TASK DIRECTIONS
Give back the full data character for character.

PROVIDED INFORMATION
################
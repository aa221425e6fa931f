pub mod cli;
pub mod color_gate;
pub mod config;
pub mod error;
pub mod features;
pub mod matcher;
pub mod pipeline;
pub mod policy;
pub mod reference;
pub mod runner;
pub mod scanner;
pub mod video;
//! 動画パイプライン
//!
//! フレームを先頭から順に読み、`frame_interval` の倍数番目だけを照合する。

use super::{MatchEngine, MatchResult, ResultSink};
use crate::policy::MediaKind;
use crate::reference::ReferenceSet;
use crate::scanner::AssetInfo;
use crate::video::{FfmpegVideo, FrameSource};
use frame_match_common::{format_timecode, frame_match_name, frame_timestamp};
use indicatif::{ProgressBar, ProgressStyle};
use std::path::PathBuf;

/// 既定のフレーム間引き間隔
pub const DEFAULT_FRAME_INTERVAL: u64 = 3;

/// 動画ファイルを開いてフレーム照合する
///
/// 開けない動画はログを出してマッチ0件とする。
pub fn process_video(
    asset: &AssetInfo,
    engine: &MatchEngine,
    references: &ReferenceSet,
    sink: &mut dyn ResultSink,
    frame_interval: u64,
) -> Vec<PathBuf> {
    let source = match FfmpegVideo::open(&asset.path) {
        Ok(source) => source,
        Err(e) => {
            eprintln!("  ⚠ {}", e);
            return Vec::new();
        }
    };

    let stem = asset
        .path
        .file_stem()
        .map(|s| s.to_string_lossy().to_string())
        .unwrap_or_default();

    scan_frames(source, &stem, engine, references, sink, frame_interval)
}

fn progress_bar(frame_count: Option<u64>) -> ProgressBar {
    match frame_count {
        Some(n) => {
            let bar = ProgressBar::new(n);
            bar.set_style(
                ProgressStyle::with_template("  {bar:40.green/white} {pos}/{len} フレーム ({eta})")
                    .unwrap_or_else(|_| ProgressStyle::default_bar()),
            );
            bar
        }
        None => ProgressBar::new_spinner(),
    }
}

/// フレームソースを最後まで走査して照合する
///
/// `source` はこの関数が所有し、終了時（途中の読み込みエラーを含む）に解放される。
pub fn scan_frames<S: FrameSource>(
    mut source: S,
    asset_stem: &str,
    engine: &MatchEngine,
    references: &ReferenceSet,
    sink: &mut dyn ResultSink,
    frame_interval: u64,
) -> Vec<PathBuf> {
    let interval = frame_interval.max(1);
    let fps = source.fps();
    let frame_count = source.frame_count();
    let duration = match frame_count {
        Some(n) if fps > 0.0 => n as f64 / fps,
        _ => 0.0,
    };
    println!(
        "  {} フレーム, {:.2} fps, {:.2} 秒",
        frame_count.map(|n| n.to_string()).unwrap_or_else(|| "?".into()),
        fps,
        duration
    );

    let bar = progress_bar(frame_count);
    let mut saved = Vec::new();
    let mut frame_number: u64 = 0;

    loop {
        let frame = match source.next_frame() {
            Ok(Some(frame)) => frame,
            Ok(None) => break,
            Err(e) => {
                bar.println(format!("  ⚠ フレーム {} の読み込みに失敗: {}", frame_number, e));
                break;
            }
        };

        if frame_number % interval == 0 {
            let candidate = engine.candidate(frame);
            let hits = engine.evaluate(MediaKind::VideoFrame, &candidate, references);

            if !hits.is_empty() {
                let timestamp = frame_timestamp(frame_number, fps);
                let timecode = format_timecode(timestamp);

                for hit in hits {
                    let result = MatchResult {
                        candidate: asset_stem.to_string(),
                        reference: hit.reference.name.clone(),
                        score: hit.score,
                        frame_index: Some(frame_number),
                        timestamp: Some(timestamp),
                        file_name: frame_match_name(
                            asset_stem,
                            frame_number,
                            &timecode,
                            &hit.reference.stem,
                            hit.score,
                        ),
                    };

                    match sink.accept(&result, &candidate.image) {
                        Ok(path) => {
                            bar.println(format!(
                                "  ✔ マッチ: フレーム {} ({}) ↔ {} (score: {:.3})",
                                frame_number, timecode, result.reference, result.score
                            ));
                            saved.push(path);
                        }
                        Err(e) => bar.println(format!("  ⚠ 書き出し失敗: {}", e)),
                    }
                }
            }
        }

        frame_number += 1;
        bar.inc(1);
    }

    bar.finish_and_clear();
    drop(source);
    saved
}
################
EXPECTED ANSWER
repository aa221425e6fa931f
pub mod cli;
pub mod color_gate;
pub mod config;
pub mod error;
pub mod features;
pub mod matcher;
pub mod pipeline;
pub mod policy;
pub mod reference;
pub mod runner;
pub mod scanner;
pub mod video;
//! 動画パイプライン
//!
//! フレームを先頭から順に読み、`frame_interval` の倍数番目だけを照合する。

use super::{MatchEngine, MatchResult, ResultSink};
use crate::policy::MediaKind;
use crate::reference::ReferenceSet;
use crate::scanner::AssetInfo;
use crate::video::{FfmpegVideo, FrameSource};
use frame_match_common::{format_timecode, frame_match_name, frame_timestamp};
use indicatif::{ProgressBar, ProgressStyle};
use std::path::PathBuf;

/// 既定のフレーム間引き間隔
pub const DEFAULT_FRAME_INTERVAL: u64 = 3;

/// 動画ファイルを開いてフレーム照合する
///
/// 開けない動画はログを出してマッチ0件とする。
pub fn process_video(
    asset: &AssetInfo,
    engine: &MatchEngine,
    references: &ReferenceSet,
    sink: &mut dyn ResultSink,
    frame_interval: u64,
) -> Vec<PathBuf> {
    let source = match FfmpegVideo::open(&asset.path) {
        Ok(source) => source,
        Err(e) => {
            eprintln!("  ⚠ {}", e);
            return Vec::new();
        }
    };

    let stem = asset
        .path
        .file_stem()
        .map(|s| s.to_string_lossy().to_string())
        .unwrap_or_default();

    scan_frames(source, &stem, engine, references, sink, frame_interval)
}

fn progress_bar(frame_count: Option<u64>) -> ProgressBar {
    match frame_count {
        Some(n) => {
            let bar = ProgressBar::new(n);
            bar.set_style(
                ProgressStyle::with_template("  {bar:40.green/white} {pos}/{len} フレーム ({eta})")
                    .unwrap_or_else(|_| ProgressStyle::default_bar()),
            );
            bar
        }
        None => ProgressBar::new_spinner(),
    }
}

/// フレームソースを最後まで走査して照合する
///
/// `source` はこの関数が所有し、終了時（途中の読み込みエラーを含む）に解放される。
pub fn scan_frames<S: FrameSource>(
    mut source: S,
    asset_stem: &str,
    engine: &MatchEngine,
    references: &ReferenceSet,
    sink: &mut dyn ResultSink,
    frame_interval: u64,
) -> Vec<PathBuf> {
    let interval = frame_interval.max(1);
    let fps = source.fps();
    let frame_count = source.frame_count();
    let duration = match frame_count {
        Some(n) if fps > 0.0 => n as f64 / fps,
        _ => 0.0,
    };
    println!(
        "  {} フレーム, {:.2} fps, {:.2} 秒",
        frame_count.map(|n| n.to_string()).unwrap_or_else(|| "?".into()),
        fps,
        duration
    );

    let bar = progress_bar(frame_count);
    let mut saved = Vec::new();
    let mut frame_number: u64 = 0;

    loop {
        let frame = match source.next_frame() {
            Ok(Some(frame)) => frame,
            Ok(None) => break,
            Err(e) => {
                bar.println(format!("  ⚠ フレーム {} の読み込みに失敗: {}", frame_number, e));
                break;
            }
        };

        if frame_number % interval == 0 {
            let candidate = engine.candidate(frame);
            let hits = engine.evaluate(MediaKind::VideoFrame, &candidate, references);

            if !hits.is_empty() {
                let timestamp = frame_timestamp(frame_number, fps);
                let timecode = format_timecode(timestamp);

                for hit in hits {
                    let result = MatchResult {
                        candidate: asset_stem.to_string(),
                        reference: hit.reference.name.clone(),
                        score: hit.score,
                        frame_index: Some(frame_number),
                        timestamp: Some(timestamp),
                        file_name: frame_match_name(
                            asset_stem,
                            frame_number,
                            &timecode,
                            &hit.reference.stem,
                            hit.score,
                        ),
                    };

                    match sink.accept(&result, &candidate.image) {
                        Ok(path) => {
                            bar.println(format!(
                                "  ✔ マッチ: フレーム {} ({}) ↔ {} (score: {:.3})",
                                frame_number, timecode, result.reference, result.score
                            ));
                            saved.push(path);
                        }
                        Err(e) => bar.println(format!("  ⚠ 書き出し失敗: {}", e)),
                    }
                }
            }
        }

        frame_number += 1;
        bar.inc(1);
    }

    bar.finish_and_clear();
    drop(source);
    saved
}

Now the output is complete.